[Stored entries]
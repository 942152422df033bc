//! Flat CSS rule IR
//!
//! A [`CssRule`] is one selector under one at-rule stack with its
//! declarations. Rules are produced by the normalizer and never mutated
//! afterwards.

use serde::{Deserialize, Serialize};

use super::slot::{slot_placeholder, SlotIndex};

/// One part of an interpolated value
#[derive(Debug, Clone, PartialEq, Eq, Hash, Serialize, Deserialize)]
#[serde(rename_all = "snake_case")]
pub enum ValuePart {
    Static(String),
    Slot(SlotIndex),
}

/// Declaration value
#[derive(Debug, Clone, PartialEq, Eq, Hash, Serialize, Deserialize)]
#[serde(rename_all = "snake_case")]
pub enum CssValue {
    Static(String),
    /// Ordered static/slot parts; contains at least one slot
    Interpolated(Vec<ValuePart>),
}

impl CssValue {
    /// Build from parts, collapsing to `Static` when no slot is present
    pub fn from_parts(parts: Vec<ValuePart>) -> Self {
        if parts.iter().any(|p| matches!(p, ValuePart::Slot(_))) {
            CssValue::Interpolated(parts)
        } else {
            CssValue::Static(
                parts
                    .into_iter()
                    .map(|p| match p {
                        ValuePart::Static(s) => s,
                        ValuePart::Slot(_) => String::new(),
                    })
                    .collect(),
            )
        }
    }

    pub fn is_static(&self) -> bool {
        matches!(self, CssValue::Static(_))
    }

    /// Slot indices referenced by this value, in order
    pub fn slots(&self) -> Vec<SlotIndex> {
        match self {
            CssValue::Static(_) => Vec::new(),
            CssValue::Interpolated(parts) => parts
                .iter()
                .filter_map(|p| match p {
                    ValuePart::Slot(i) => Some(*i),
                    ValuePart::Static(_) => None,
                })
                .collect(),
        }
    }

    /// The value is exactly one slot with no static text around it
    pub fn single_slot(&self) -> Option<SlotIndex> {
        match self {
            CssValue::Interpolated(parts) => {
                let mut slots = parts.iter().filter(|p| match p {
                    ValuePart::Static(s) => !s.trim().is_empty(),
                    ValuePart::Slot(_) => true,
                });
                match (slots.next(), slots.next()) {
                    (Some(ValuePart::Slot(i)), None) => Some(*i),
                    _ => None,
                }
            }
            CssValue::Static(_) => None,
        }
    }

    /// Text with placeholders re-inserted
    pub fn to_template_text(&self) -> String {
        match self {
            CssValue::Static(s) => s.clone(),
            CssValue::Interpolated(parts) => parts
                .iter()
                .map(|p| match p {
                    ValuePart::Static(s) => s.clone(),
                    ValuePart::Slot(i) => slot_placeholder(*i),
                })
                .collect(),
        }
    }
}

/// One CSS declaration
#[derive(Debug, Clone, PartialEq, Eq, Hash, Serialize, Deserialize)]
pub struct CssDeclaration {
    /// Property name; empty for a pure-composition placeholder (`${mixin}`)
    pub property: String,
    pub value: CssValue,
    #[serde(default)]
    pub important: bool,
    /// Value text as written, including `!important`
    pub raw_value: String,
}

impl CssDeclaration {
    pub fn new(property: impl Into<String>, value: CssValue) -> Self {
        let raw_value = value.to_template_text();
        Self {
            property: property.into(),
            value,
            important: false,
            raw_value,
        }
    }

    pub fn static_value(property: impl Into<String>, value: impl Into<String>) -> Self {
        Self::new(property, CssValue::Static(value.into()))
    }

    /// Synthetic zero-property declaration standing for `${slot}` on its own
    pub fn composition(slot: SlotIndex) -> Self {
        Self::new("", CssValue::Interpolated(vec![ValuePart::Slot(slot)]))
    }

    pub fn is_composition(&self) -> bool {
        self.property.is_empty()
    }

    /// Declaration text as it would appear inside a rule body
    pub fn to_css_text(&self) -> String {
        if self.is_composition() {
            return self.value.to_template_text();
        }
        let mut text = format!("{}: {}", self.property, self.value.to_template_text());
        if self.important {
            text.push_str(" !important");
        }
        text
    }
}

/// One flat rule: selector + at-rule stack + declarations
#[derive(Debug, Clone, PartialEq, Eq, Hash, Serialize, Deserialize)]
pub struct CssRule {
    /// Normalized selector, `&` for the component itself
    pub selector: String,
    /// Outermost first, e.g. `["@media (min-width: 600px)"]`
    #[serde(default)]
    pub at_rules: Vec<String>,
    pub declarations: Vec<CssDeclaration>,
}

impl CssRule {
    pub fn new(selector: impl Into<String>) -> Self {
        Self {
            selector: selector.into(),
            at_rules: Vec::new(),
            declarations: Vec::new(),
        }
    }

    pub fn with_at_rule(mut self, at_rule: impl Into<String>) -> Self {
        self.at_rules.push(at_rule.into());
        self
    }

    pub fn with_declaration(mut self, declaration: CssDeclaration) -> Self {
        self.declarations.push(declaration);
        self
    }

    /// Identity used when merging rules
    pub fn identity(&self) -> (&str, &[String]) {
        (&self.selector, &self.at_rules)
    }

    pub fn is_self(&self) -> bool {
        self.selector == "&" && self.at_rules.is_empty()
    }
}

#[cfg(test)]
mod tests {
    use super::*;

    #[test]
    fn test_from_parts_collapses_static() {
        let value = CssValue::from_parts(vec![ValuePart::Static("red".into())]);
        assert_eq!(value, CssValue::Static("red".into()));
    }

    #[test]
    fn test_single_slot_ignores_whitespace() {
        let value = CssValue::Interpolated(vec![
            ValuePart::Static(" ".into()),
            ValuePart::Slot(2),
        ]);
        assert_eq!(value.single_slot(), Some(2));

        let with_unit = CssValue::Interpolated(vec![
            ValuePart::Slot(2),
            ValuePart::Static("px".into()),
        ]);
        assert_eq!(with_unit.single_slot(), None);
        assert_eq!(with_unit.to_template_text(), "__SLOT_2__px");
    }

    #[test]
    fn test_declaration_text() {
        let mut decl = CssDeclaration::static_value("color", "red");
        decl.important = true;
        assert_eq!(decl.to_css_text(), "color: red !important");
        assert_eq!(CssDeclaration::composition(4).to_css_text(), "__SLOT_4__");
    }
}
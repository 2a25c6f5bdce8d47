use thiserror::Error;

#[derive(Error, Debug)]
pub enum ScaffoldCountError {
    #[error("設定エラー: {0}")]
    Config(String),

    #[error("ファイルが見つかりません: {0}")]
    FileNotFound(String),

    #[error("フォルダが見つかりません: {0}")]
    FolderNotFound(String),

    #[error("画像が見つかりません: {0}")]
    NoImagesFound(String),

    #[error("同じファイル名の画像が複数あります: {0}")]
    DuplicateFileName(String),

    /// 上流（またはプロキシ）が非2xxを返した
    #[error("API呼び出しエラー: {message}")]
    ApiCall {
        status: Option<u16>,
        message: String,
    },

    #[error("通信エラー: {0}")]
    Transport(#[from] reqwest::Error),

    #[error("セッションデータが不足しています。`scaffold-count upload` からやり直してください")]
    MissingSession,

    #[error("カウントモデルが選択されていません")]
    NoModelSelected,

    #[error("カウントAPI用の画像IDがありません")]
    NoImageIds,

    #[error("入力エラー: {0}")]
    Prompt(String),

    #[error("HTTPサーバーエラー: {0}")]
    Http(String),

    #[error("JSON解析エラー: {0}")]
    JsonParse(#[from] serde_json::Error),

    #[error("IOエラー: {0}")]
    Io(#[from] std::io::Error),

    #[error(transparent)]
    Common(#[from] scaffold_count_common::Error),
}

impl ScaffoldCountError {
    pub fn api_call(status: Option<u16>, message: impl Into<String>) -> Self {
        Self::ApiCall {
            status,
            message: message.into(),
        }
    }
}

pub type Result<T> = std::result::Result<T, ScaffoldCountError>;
---
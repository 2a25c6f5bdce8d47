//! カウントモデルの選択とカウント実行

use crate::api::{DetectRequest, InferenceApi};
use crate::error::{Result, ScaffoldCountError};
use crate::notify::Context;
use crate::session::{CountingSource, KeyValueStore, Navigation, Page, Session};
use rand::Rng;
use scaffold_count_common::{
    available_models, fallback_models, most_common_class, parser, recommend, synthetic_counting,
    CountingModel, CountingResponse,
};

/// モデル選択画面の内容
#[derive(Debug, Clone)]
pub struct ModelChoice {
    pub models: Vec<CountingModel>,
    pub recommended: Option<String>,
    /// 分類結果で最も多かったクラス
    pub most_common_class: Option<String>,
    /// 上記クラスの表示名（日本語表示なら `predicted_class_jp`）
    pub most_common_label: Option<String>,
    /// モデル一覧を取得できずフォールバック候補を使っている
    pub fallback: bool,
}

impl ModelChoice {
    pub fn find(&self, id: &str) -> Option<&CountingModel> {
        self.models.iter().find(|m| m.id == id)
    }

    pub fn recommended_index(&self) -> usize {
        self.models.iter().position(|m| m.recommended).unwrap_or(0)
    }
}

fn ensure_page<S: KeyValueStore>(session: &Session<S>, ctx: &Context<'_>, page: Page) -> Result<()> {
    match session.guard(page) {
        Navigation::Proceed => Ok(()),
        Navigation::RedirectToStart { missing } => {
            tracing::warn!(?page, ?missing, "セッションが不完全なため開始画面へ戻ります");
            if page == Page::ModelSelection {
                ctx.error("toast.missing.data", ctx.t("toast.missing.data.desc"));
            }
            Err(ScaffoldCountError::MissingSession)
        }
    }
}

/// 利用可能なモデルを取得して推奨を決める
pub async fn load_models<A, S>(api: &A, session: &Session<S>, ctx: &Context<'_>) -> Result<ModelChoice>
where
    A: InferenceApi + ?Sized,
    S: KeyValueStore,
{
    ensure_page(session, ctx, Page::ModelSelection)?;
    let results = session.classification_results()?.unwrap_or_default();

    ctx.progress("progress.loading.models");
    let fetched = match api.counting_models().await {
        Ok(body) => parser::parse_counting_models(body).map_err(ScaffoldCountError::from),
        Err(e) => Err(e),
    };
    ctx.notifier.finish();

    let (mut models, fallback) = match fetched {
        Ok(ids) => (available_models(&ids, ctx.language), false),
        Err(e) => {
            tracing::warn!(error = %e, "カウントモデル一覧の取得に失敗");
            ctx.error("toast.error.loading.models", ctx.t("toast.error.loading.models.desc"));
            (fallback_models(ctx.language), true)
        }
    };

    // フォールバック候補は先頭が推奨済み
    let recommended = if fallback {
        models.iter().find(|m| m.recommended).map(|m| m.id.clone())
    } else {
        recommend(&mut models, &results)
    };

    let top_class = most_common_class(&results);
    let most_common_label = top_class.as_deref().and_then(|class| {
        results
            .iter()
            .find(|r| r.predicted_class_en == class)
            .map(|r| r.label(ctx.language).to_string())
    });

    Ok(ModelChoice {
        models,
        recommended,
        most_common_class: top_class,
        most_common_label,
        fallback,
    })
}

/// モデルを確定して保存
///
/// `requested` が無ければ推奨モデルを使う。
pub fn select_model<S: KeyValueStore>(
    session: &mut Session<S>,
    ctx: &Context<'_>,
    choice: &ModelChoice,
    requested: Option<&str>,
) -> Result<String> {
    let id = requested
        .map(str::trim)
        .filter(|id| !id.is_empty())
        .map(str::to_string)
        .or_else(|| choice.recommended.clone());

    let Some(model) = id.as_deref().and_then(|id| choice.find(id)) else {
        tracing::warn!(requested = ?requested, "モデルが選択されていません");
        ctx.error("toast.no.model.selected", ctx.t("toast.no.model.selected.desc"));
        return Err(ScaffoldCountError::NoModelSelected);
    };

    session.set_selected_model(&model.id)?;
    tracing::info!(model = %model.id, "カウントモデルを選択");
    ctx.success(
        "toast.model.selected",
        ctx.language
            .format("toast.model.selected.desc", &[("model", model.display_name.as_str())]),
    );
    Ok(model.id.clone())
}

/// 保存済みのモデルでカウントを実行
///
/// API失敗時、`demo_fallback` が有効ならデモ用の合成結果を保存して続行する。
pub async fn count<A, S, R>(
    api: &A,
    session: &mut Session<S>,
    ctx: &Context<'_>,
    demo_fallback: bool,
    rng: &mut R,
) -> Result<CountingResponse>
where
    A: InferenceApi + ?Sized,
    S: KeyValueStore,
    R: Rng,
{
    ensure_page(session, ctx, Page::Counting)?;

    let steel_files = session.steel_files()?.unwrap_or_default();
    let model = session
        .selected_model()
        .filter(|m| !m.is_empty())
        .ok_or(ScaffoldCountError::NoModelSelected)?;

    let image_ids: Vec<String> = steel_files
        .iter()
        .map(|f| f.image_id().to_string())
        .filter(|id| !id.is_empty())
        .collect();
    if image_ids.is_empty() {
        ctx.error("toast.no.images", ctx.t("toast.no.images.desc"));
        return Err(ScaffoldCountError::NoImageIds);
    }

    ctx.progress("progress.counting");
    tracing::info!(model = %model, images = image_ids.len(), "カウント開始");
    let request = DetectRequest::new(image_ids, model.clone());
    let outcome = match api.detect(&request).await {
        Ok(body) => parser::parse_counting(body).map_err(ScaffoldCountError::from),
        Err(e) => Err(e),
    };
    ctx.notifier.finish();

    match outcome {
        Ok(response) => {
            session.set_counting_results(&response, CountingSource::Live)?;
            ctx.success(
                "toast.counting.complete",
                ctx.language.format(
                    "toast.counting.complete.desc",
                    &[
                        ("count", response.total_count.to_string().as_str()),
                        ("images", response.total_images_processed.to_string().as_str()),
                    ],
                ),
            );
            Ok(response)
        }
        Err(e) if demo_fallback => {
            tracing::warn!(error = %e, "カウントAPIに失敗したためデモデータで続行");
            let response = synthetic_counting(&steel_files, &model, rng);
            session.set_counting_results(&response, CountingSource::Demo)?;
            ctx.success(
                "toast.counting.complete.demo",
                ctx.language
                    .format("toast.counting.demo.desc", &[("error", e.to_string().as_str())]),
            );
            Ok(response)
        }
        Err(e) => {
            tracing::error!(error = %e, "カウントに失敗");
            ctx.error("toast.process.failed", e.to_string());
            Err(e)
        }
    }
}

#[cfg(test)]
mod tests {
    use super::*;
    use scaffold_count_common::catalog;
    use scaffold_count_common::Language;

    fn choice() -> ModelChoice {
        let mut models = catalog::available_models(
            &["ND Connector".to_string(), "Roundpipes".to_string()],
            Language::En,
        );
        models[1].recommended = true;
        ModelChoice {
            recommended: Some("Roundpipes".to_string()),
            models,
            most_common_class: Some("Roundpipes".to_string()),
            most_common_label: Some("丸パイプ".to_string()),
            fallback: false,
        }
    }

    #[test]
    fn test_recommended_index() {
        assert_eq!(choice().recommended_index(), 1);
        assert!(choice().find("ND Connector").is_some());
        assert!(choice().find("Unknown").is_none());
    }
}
==
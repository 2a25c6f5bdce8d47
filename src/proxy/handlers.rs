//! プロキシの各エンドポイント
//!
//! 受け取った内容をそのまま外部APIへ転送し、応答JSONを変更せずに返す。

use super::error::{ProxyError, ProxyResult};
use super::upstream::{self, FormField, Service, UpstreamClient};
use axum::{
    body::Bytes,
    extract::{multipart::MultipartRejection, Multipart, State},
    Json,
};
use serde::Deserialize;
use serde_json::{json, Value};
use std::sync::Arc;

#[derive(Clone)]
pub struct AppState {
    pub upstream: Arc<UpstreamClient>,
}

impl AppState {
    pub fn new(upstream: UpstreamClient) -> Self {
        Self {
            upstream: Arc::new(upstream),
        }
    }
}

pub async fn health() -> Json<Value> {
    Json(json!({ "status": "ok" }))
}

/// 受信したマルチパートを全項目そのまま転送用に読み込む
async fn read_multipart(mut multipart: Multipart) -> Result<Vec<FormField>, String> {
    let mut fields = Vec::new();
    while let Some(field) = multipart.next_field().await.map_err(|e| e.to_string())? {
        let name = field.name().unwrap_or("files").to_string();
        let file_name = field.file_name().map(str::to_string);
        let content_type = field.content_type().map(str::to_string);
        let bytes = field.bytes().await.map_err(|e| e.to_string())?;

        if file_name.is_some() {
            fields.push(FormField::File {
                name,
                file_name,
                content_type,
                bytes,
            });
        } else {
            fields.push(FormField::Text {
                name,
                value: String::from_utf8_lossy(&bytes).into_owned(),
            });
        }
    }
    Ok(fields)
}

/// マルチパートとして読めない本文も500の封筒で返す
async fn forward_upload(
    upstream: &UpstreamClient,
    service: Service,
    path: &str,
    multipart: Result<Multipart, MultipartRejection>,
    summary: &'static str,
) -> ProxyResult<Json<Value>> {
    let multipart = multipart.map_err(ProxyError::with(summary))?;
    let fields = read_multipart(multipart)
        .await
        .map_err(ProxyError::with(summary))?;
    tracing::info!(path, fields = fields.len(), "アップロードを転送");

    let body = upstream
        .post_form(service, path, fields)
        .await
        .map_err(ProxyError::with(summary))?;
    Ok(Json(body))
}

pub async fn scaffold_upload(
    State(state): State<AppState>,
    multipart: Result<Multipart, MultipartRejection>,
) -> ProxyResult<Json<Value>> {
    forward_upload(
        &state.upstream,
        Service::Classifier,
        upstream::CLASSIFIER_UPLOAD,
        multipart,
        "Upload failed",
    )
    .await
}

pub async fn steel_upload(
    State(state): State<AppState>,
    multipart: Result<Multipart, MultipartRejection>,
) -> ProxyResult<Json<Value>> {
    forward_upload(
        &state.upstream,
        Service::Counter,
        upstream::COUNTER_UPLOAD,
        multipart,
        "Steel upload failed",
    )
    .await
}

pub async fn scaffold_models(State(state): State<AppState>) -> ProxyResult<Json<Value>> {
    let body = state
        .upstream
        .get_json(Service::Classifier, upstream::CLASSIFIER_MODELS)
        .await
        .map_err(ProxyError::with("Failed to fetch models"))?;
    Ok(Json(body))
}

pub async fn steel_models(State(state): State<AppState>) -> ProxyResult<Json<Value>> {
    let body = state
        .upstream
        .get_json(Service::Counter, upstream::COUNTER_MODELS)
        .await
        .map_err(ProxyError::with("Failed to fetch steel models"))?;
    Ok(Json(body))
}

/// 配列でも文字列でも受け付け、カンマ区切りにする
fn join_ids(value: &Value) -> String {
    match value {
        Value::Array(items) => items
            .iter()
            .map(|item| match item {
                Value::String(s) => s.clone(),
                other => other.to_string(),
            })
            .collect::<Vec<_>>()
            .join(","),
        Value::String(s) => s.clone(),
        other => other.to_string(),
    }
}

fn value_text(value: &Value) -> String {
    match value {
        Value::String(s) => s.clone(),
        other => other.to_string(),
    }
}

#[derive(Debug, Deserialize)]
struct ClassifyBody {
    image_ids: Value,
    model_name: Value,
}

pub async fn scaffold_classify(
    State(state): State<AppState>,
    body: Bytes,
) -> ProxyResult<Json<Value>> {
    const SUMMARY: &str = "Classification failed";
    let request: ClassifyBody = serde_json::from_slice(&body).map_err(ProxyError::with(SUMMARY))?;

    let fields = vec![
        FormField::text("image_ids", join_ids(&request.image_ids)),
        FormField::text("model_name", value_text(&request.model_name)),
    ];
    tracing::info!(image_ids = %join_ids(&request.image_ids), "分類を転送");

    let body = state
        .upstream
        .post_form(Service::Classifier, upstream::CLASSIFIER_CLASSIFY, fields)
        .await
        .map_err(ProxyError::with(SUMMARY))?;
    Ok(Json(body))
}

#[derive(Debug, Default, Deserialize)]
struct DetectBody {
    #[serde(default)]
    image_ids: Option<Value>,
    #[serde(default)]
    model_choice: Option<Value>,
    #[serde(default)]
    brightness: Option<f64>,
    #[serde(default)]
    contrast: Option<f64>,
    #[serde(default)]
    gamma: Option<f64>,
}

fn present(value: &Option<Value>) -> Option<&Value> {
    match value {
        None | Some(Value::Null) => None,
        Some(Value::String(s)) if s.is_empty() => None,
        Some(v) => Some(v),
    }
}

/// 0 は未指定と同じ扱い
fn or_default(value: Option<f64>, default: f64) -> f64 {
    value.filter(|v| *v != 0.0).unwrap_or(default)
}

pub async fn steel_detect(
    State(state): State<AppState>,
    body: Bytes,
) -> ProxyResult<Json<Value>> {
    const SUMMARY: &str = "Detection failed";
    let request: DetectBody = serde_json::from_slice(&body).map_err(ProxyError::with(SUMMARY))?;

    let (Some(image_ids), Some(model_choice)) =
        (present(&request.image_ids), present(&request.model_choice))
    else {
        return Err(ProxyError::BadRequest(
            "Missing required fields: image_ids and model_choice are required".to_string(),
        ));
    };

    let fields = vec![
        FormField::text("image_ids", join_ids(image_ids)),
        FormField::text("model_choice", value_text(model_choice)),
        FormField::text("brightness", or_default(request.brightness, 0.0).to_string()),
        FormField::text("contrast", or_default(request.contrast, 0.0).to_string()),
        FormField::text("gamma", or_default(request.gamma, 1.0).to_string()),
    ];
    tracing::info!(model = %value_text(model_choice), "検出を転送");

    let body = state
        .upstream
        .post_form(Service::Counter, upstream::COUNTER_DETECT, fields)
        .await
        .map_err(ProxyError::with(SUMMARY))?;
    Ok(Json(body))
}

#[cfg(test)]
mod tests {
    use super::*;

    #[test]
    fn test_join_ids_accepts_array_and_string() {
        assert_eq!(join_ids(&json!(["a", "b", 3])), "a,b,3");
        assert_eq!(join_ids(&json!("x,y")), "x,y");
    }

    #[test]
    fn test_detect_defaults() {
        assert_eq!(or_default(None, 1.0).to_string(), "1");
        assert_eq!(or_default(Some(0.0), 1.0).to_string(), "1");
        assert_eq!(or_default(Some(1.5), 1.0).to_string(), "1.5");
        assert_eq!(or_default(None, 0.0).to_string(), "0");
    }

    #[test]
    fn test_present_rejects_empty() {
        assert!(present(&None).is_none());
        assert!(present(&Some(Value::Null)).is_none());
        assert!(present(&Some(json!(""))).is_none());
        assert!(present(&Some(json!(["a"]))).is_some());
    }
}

BRIEF ▸
If the word "gamma" is on a line above, return that line.

EXERCISE SOLUTION ▸
    gamma: Option<f64>,
        FormField::text("gamma", or_default(request.gamma, 1.0).to_string()),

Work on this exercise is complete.